%%

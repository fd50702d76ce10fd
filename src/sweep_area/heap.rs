use super::{ReorganizeMode, SweepArea, SweepAreaPredicates, SweepAreaSettings};
use crate::error::SweepAreaError;
use crate::time::Timestamp;
use std::cmp::{Ordering, Reverse};
use std::collections::BinaryHeap;
use std::sync::Arc;

/// Priority of an element in a [`HeapSweepArea`]; lower comes first.
pub type PriorityFn<E> = Arc<dyn Fn(&E) -> u64 + Send + Sync>;

struct Keyed<E> {
  priority: u64,
  sequence: u64,
  element: E,
}

impl<E> Keyed<E> {
  fn key(&self) -> (u64, u64) {
    (self.priority, self.sequence)
  }
}

impl<E> PartialEq for Keyed<E> {
  fn eq(&self, other: &Self) -> bool {
    self.key() == other.key()
  }
}

impl<E> Eq for Keyed<E> {}

impl<E> PartialOrd for Keyed<E> {
  fn partial_cmp(&self, other: &Self) -> Option<Ordering> {
    Some(self.cmp(other))
  }
}

impl<E> Ord for Keyed<E> {
  fn cmp(&self, other: &Self) -> Ordering {
    self.key().cmp(&other.key())
  }
}

/// Heap-backed sweep area ordered by a user priority, ties first-in
/// first-out.
///
/// Lazy expiration pops from the top while the remove predicate holds, which
/// makes the area a natural reorder buffer: with `priority = start` and the
/// remove predicate `start <= bound` it releases elements in start order.
/// [`iter`](SweepArea::iter) is not supported.
pub struct HeapSweepArea<E, S = Timestamp> {
  heap: BinaryHeap<Reverse<Keyed<E>>>,
  priority: PriorityFn<E>,
  predicates: SweepAreaPredicates<E, S>,
  settings: SweepAreaSettings,
  sequence: u64,
  closed: bool,
}

impl<E: Clone + Send, S> HeapSweepArea<E, S> {
  /// Creates the area.
  ///
  /// # Errors
  ///
  /// Returns [`SweepAreaError::InvalidArgument`] if the owner lies outside
  /// the predicates' dimension.
  pub fn new(
    predicates: SweepAreaPredicates<E, S>,
    settings: SweepAreaSettings,
    priority: PriorityFn<E>,
  ) -> Result<Self, SweepAreaError> {
    settings.validate(predicates.dimension())?;
    Ok(Self {
      heap: BinaryHeap::new(),
      priority,
      predicates,
      settings,
      sequence: 0,
      closed: false,
    })
  }

  fn ensure_open(&self) -> Result<(), SweepAreaError> {
    if self.closed {
      Err(SweepAreaError::Closed)
    } else {
      Ok(())
    }
  }
}

impl<E: Clone + Send, S> SweepArea<E, S> for HeapSweepArea<E, S> {
  fn insert(&mut self, element: E) -> Result<(), SweepAreaError> {
    self.ensure_open()?;
    let priority = (self.priority)(&element);
    self.heap.push(Reverse(Keyed {
      priority,
      sequence: self.sequence,
      element,
    }));
    self.sequence += 1;
    Ok(())
  }

  fn query(&self, probe: &E, input: usize) -> Result<Vec<E>, SweepAreaError> {
    self.ensure_open()?;
    self.predicates.check_input(input)?;
    let mut matches: Vec<&Keyed<E>> = self
      .heap
      .iter()
      .map(|Reverse(keyed)| keyed)
      .filter(|keyed| self.predicates.matches(&keyed.element, probe, input))
      .collect();
    matches.sort();
    Ok(matches.into_iter().map(|keyed| keyed.element.clone()).collect())
  }

  fn expire(&mut self, status: &S, input: usize) -> Result<Vec<E>, SweepAreaError> {
    self.ensure_open()?;
    self.predicates.check_input(input)?;
    if !self.settings.honors(input) {
      return Ok(Vec::new());
    }
    let mut expired = Vec::new();
    match self.settings.mode {
      ReorganizeMode::Lazy => {
        while let Some(Reverse(top)) = self.heap.peek() {
          if !self.predicates.is_dead(&top.element, status, input) {
            break;
          }
          if let Some(Reverse(top)) = self.heap.pop() {
            expired.push(top.element);
          }
        }
      }
      ReorganizeMode::SaveMemory => {
        let mut all = std::mem::take(&mut self.heap).into_sorted_vec();
        // Ascending in `Reverse` means descending keys.
        all.reverse();
        for Reverse(keyed) in all {
          if self.predicates.is_dead(&keyed.element, status, input) {
            expired.push(keyed.element);
          } else {
            self.heap.push(Reverse(keyed));
          }
        }
      }
    }
    Ok(expired)
  }

  fn remove(&mut self, element: &E) -> Result<bool, SweepAreaError> {
    self.ensure_open()?;
    let mut entries = std::mem::take(&mut self.heap).into_vec();
    let position = entries
      .iter()
      .position(|Reverse(keyed)| self.predicates.equals(&keyed.element, element));
    if let Some(at) = position {
      entries.swap_remove(at);
    }
    self.heap = BinaryHeap::from(entries);
    Ok(position.is_some())
  }

  fn clear(&mut self) {
    self.heap.clear();
  }

  fn close(&mut self) {
    self.heap.clear();
    self.closed = true;
  }

  fn len(&self) -> usize {
    self.heap.len()
  }

  fn peek(&self) -> Option<&E> {
    self.heap.peek().map(|Reverse(keyed)| &keyed.element)
  }

  fn drain(&mut self) -> Result<Vec<E>, SweepAreaError> {
    self.ensure_open()?;
    let mut drained = Vec::with_capacity(self.heap.len());
    while let Some(Reverse(keyed)) = self.heap.pop() {
      drained.push(keyed.element);
    }
    Ok(drained)
  }

  fn iter(&self) -> Result<Box<dyn Iterator<Item = &E> + '_>, SweepAreaError> {
    Err(SweepAreaError::Unsupported {
      area: "HeapSweepArea",
      operation: "iter",
    })
  }

  fn memory_usage(&self) -> usize {
    self.settings.object_size * self.heap.len()
  }

  fn dimension(&self) -> usize {
    self.predicates.dimension()
  }
}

%%

Please copy each line of the material that contains the word "bool".

  fn eq(&self, other: &Self) -> bool {
  closed: bool,
  fn remove(&mut self, element: &E) -> Result<bool, SweepAreaError> {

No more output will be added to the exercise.